私季彩々
DiaryINDEX|past|will
オランダの国での話。ワークシェアリングの話。フルタイムとパートタイムの格差を無くすこと。私はこのことを漠然と考えてきたがそれを実践している国があったとは。
職安に通うといろんな求人がある。だけど、どれを見ても公務員や大きな企業とはあまりに大きな隔たりのある給料。まぁ、それはいいとして・・・。 問題は実際に働いている現場での正社員とパートの差だ。責任は変わらないならば、どう考えても格差がありすぎる。今は、若い人がパートタイムで働いていてその隙間を埋めているけれど、その働きは十分に素晴らしい。短い時間で効率よく働いていて密度が高い。それに比べてどう考えても”おいおい”という正社員もいる。いったい何の差なのか。

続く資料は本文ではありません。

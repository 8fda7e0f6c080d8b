// crates/playback-decision-core/src/interfaces/mod.rs
// ============================================================================
// Module: Playback Decision Interfaces
// Description: Extension points for observability sinks.
// Purpose: Keep the engine pure while letting embedders collect telemetry.
// Dependencies: crate::telemetry
// ============================================================================

//! ## Overview
//! The engine reports one [`DecisionEvent`] per call through a
//! [`DecisionObserver`]. Observers must be thread-safe because a single engine
//! may be shared across any number of callers.

// ============================================================================
// SECTION: Imports
// ============================================================================

use std::sync::Arc;

use crate::telemetry::DecisionEvent;

// ============================================================================
// SECTION: Observer
// ============================================================================

/// Sink for per-call decision telemetry.
pub trait DecisionObserver: Send + Sync {
    /// Records exactly one span and one counter increment for a call.
    fn record_decision(&self, event: &DecisionEvent);
}

/// Observer that discards every event.
///
/// # Invariants
/// - Events are intentionally discarded.
#[derive(Debug, Clone, Copy, Default)]
pub struct NoopObserver;

impl DecisionObserver for NoopObserver {
    fn record_decision(&self, _event: &DecisionEvent) {}
}

impl<T: DecisionObserver + ?Sized> DecisionObserver for Arc<T> {
    fn record_decision(&self, event: &DecisionEvent) {
        (**self).record_decision(event);
    }
}
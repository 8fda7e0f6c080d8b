// crates/playback-decision-config/src/lib.rs
// ============================================================================
// Module: Playback Decision Config Library
// Description: Canonical config model and validation.
// Purpose: Single source of truth for playback-decision.toml semantics.
// Dependencies: playback-decision-core, serde, toml
// ============================================================================

//! ## Overview
//! `playback-decision-config` defines the configuration model for the
//! playback decision engine and its CLI. Validation is strict and fails
//! closed.
//!
//! Security posture: config inputs are untrusted.

// ============================================================================
// SECTION: Modules
// ============================================================================

pub mod config;

// ============================================================================
// SECTION: Re-Exports
// ============================================================================

pub use config::*;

昔働いていたところで労働組合の勧誘が来たことがあった。真っ先に話した事は給料と休みの拡大だ。それはよくわかる。けれど、一般的に見て私のいた職場は休みも十分だし給料も満足だったし、自分が休んでもそれを補える余裕のある人員がいた。自分の身分に関しては十分だったが、組合組織はそれでは消え去るのみ。他の会社の事は知らないから、その中で不満を拡大解釈して、どんどん条件をよくしようとする。それはありがたいけれど、働くという事はお金と休みだけではない。 それよりも、非常勤で働く人を救おうとしないのか。それがわからなかった。不安定で待遇のよくない彼らを何故助けないのか。そんな矛盾を感じていた。
今思うと、それならば自分達の権利を分け合うべきだったのだ。私はどっぷりと既得権益に浸っていた。あたたかな笑みを浮かべて自分の権利だけを守っていた。 働きに見合った給与を得るべきだ。だけど、それが過大だとすればどこかでだれかが犠牲になっている。どんな仕事も職場も切り離されたものではない。 時代がパートを求めるならばそこに権利を分け合うべきだ。パートだから、主婦だからなどという言葉は何の意味もない。
他にもたくさんの事例がある。守りに入っているときに、守られている時がついた時に、それがただの既得権益ではないのかどうか、一人一人が自問しなくてはいけない時代だ。それを変わりに背負っている人間は、生まれたばかりの赤ん坊や自分の愛する子供達なのかもしれないのだから。